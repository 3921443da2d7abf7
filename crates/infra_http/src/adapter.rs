//! Brokerage Backend Adapter
//!
//! Connects the console to the brokerage backend's REST API. A single
//! adapter implements every port (`LookupPort`, `PricingPort`, `PolicyPort`)
//! because they share one base URL, one credential and one circuit breaker.
//!
//! # Architecture
//!
//! - Connection pooling via a shared `reqwest::Client`
//! - Circuit breaker for fault tolerance (transient failures only)
//! - Correlation id header taken from `OperationMetadata`
//! - Request/response logging through `tracing`
//!
//! No retries: a failed call is reported to the caller, which shows it.

use async_trait::async_trait;
use chrono::Utc;
use reqwest::header::{HeaderMap, HeaderName, HeaderValue, RETRY_AFTER, USER_AGENT};
use reqwest::{Client, Method, RequestBuilder, Response};
use serde::de::DeserializeOwned;
use serde::Serialize;
use std::sync::Arc;
use std::time::{Duration, Instant};

use core_kernel::{
    AdapterHealth, DomainPort, ExternalAuthConfig, HealthCheckResult, HealthCheckable,
    OperationMetadata, PortError,
};

use crate::circuit_breaker::CircuitBreaker;
use crate::config::{HttpAdapterConfig, CORRELATION_ID_HEADER};
use crate::error::{map_status, map_transport, HttpAdapterError};

const ADAPTER_ID: &str = "brokerage-http-adapter";

/// Whole milliseconds, saturating at `u64::MAX`
fn millis(elapsed: Duration) -> u64 {
    u64::try_from(elapsed.as_millis()).unwrap_or(u64::MAX)
}

/// REST adapter for the brokerage backend
///
/// # Example
///
/// ```rust,ignore
/// use infra_http::{BrokerHttpAdapter, HttpAdapterConfig};
///
/// let adapter = Arc::new(BrokerHttpAdapter::new(HttpAdapterConfig::new(base_url))?);
/// let service = PolicyFormService::new(adapter.clone(), adapter.clone(), adapter);
/// ```
#[derive(Debug)]
pub struct BrokerHttpAdapter {
    config: HttpAdapterConfig,
    client: Client,
    circuit_breaker: Option<Arc<CircuitBreaker>>,
}

impl BrokerHttpAdapter {
    /// Builds the adapter and its HTTP client
    ///
    /// # Errors
    ///
    /// Returns `HttpAdapterError` if a configured header is not a valid
    /// header name/value or the client cannot be built.
    pub fn new(config: HttpAdapterConfig) -> Result<Self, HttpAdapterError> {
        let mut headers = HeaderMap::new();
        for (name, value) in &config.system.headers {
            let invalid = |message: String| HttpAdapterError::InvalidHeader {
                name: name.clone(),
                message,
            };
            let header_name =
                HeaderName::from_bytes(name.as_bytes()).map_err(|e| invalid(e.to_string()))?;
            let header_value = HeaderValue::from_str(value).map_err(|e| invalid(e.to_string()))?;
            headers.insert(header_name, header_value);
        }
        if let ExternalAuthConfig::ApiKey { header_name, key } = &config.system.auth {
            let invalid = |message: String| HttpAdapterError::InvalidHeader {
                name: header_name.clone(),
                message,
            };
            let name = HeaderName::from_bytes(header_name.as_bytes())
                .map_err(|e| invalid(e.to_string()))?;
            let mut value = HeaderValue::from_str(key).map_err(|e| invalid(e.to_string()))?;
            value.set_sensitive(true);
            headers.insert(name, value);
        }
        let user_agent = HeaderValue::from_str(&config.user_agent).map_err(|e| {
            HttpAdapterError::InvalidHeader {
                name: USER_AGENT.to_string(),
                message: e.to_string(),
            }
        })?;
        headers.insert(USER_AGENT, user_agent);

        let client = Client::builder()
            .timeout(Duration::from_secs(config.timeout_secs))
            .default_headers(headers)
            .build()?;

        let circuit_breaker = config
            .circuit_breaker
            .clone()
            .map(|cb| Arc::new(CircuitBreaker::new(cb)));

        tracing::debug!(base_url = %config.system.base_url, "brokerage adapter configured");
        Ok(Self {
            config,
            client,
            circuit_breaker,
        })
    }

    /// Returns the base URL of the backend
    pub fn base_url(&self) -> &str {
        &self.config.system.base_url
    }

    /// Checks if the circuit breaker is open (blocking requests)
    pub async fn is_circuit_open(&self) -> bool {
        match &self.circuit_breaker {
            Some(cb) => !cb.is_available().await,
            None => false,
        }
    }

    fn timeout_ms(&self) -> u64 {
        self.config.timeout_secs.saturating_mul(1000)
    }

    fn authorize(&self, request: RequestBuilder) -> RequestBuilder {
        match &self.config.system.auth {
            ExternalAuthConfig::BearerToken { token } => request.bearer_auth(token),
            ExternalAuthConfig::Basic { username, password } => {
                request.basic_auth(username, Some(password))
            }
            // API keys travel as a default header
            ExternalAuthConfig::ApiKey { .. } | ExternalAuthConfig::None => request,
        }
    }

    /// Sends a request and returns the successful response
    ///
    /// `resource` names the entity for `NotFound` errors and log lines.
    async fn send(
        &self,
        method: Method,
        path: &str,
        resource: &str,
        metadata: Option<&OperationMetadata>,
        build: impl FnOnce(RequestBuilder) -> RequestBuilder,
    ) -> Result<Response, PortError> {
        if let Some(cb) = &self.circuit_breaker {
            if !cb.is_available().await {
                return Err(PortError::ServiceUnavailable {
                    service: "Circuit breaker is open".to_string(),
                });
            }
        }

        let url = self.config.system.url(path);
        let operation = format!("{} {}", method, path);
        let mut request = self.authorize(self.client.request(method, &url));
        if let Some(correlation_id) = metadata.and_then(|m| m.correlation_id.as_deref()) {
            request = request.header(CORRELATION_ID_HEADER, correlation_id);
        }
        let request = build(request);

        let started = Instant::now();
        let result = request.send().await;
        let elapsed_ms = millis(started.elapsed());

        let outcome = match result {
            Err(e) => Err(map_transport(e, &operation, self.timeout_ms())),
            Ok(response) if response.status().is_success() => {
                tracing::debug!(%operation, status = %response.status(), elapsed_ms, "backend call succeeded");
                Ok(response)
            }
            Ok(response) => {
                let status = response.status();
                let retry_after = response
                    .headers()
                    .get(RETRY_AFTER)
                    .and_then(|v| v.to_str().ok())
                    .and_then(|v| v.trim().parse::<u64>().ok());
                let body = response.text().await.unwrap_or_default();
                Err(map_status(status, &body, resource, path, retry_after))
            }
        };

        if let Some(cb) = &self.circuit_breaker {
            match &outcome {
                Err(e) if e.is_transient() => cb.record_failure().await,
                _ => cb.record_success(),
            }
        }
        if let Err(e) = &outcome {
            tracing::warn!(%operation, elapsed_ms, error = %e, "backend call failed");
        }
        outcome
    }

    async fn decode<T: DeserializeOwned>(response: Response, resource: &str) -> Result<T, PortError> {
        let body = response.text().await.map_err(|e| PortError::Connection {
            message: format!("reading {} response: {}", resource, e),
            source: Some(Box::new(e)),
        })?;
        serde_json::from_str(&body).map_err(|e| PortError::Transformation {
            message: format!("decoding {} response: {}", resource, e),
        })
    }

    pub(crate) async fn get<T: DeserializeOwned>(
        &self,
        path: &str,
        resource: &str,
        query: &[(&str, String)],
        metadata: Option<&OperationMetadata>,
    ) -> Result<T, PortError> {
        let response = self
            .send(Method::GET, path, resource, metadata, |r| {
                if query.is_empty() {
                    r
                } else {
                    r.query(query)
                }
            })
            .await?;
        Self::decode(response, resource).await
    }

    pub(crate) async fn post<B: Serialize + ?Sized, T: DeserializeOwned>(
        &self,
        path: &str,
        resource: &str,
        body: &B,
        metadata: Option<&OperationMetadata>,
    ) -> Result<T, PortError> {
        let response = self
            .send(Method::POST, path, resource, metadata, |r| r.json(body))
            .await?;
        Self::decode(response, resource).await
    }

    pub(crate) async fn put<B: Serialize + ?Sized, T: DeserializeOwned>(
        &self,
        path: &str,
        resource: &str,
        body: &B,
        metadata: Option<&OperationMetadata>,
    ) -> Result<T, PortError> {
        let response = self
            .send(Method::PUT, path, resource, metadata, |r| r.json(body))
            .await?;
        Self::decode(response, resource).await
    }
}

impl DomainPort for BrokerHttpAdapter {}

#[async_trait]
impl HealthCheckable for BrokerHttpAdapter {
    /// Calls `GET /health`; an open circuit reports degraded without calling
    async fn health_check(&self) -> HealthCheckResult {
        let start = Instant::now();

        if self.is_circuit_open().await {
            return HealthCheckResult {
                adapter_id: ADAPTER_ID.to_string(),
                status: AdapterHealth::Degraded,
                latency_ms: 0,
                message: Some("Circuit breaker is open".to_string()),
                checked_at: Utc::now(),
            };
        }

        let result = self.send(Method::GET, "health", "Health", None, |r| r).await;
        let latency_ms = millis(start.elapsed());

        let (status, message) = match result {
            Ok(_) => (AdapterHealth::Healthy, None),
            Err(e) => (AdapterHealth::Unhealthy, Some(e.to_string())),
        };
        HealthCheckResult {
            adapter_id: ADAPTER_ID.to_string(),
            status,
            latency_ms,
            message,
            checked_at: Utc::now(),
        }
    }
}

#[cfg(test)]
mod tests {
    use super::*;
    use core_kernel::CircuitBreakerConfig;

    #[test]
    fn test_config_defaults() {
        let config = HttpAdapterConfig::default();
        assert_eq!(config.timeout_secs, 30);
        assert!(config.circuit_breaker.is_some());
        assert!(config.user_agent.starts_with("policy-console/"));
    }

    #[test]
    fn test_millis_saturates() {
        assert_eq!(millis(Duration::from_millis(1500)), 1500);
        assert_eq!(millis(Duration::MAX), u64::MAX);
    }

    #[test]
    fn test_invalid_custom_header_is_rejected() {
        let mut config = HttpAdapterConfig::new("http://localhost:1");
        config
            .system
            .headers
            .insert("bad header".to_string(), "x".to_string());

        let err = BrokerHttpAdapter::new(config).unwrap_err();
        assert!(matches!(err, HttpAdapterError::InvalidHeader { ref name, .. } if name == "bad header"));
    }

    #[tokio::test]
    async fn test_circuit_breaker_initially_closed() {
        let adapter = BrokerHttpAdapter::new(HttpAdapterConfig::default()).unwrap();
        assert!(!adapter.is_circuit_open().await);
    }

    #[tokio::test]
    async fn test_unreachable_backend_is_unhealthy() {
        // Port 9 (discard) is not listening on loopback
        let config = HttpAdapterConfig::new("http://127.0.0.1:9")
            .with_timeout_secs(2)
            .with_circuit_breaker(Some(CircuitBreakerConfig::default()));
        let adapter = BrokerHttpAdapter::new(config).unwrap();

        let result = adapter.health_check().await;
        assert_eq!(result.adapter_id, ADAPTER_ID);
        assert_eq!(result.status, AdapterHealth::Unhealthy);
        assert!(result.message.is_some());
    }
}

◇ ◇ ◇ ◇ ◇

Look through the data and gather every line with the string "ExternalAuthConfig" in it.

**Written solution:**
    AdapterHealth, DomainPort, ExternalAuthConfig, HealthCheckResult, HealthCheckable,
        if let ExternalAuthConfig::ApiKey { header_name, key } = &config.system.auth {
            ExternalAuthConfig::BearerToken { token } => request.bearer_auth(token),
            ExternalAuthConfig::Basic { username, password } => {
            ExternalAuthConfig::ApiKey { .. } | ExternalAuthConfig::None => request,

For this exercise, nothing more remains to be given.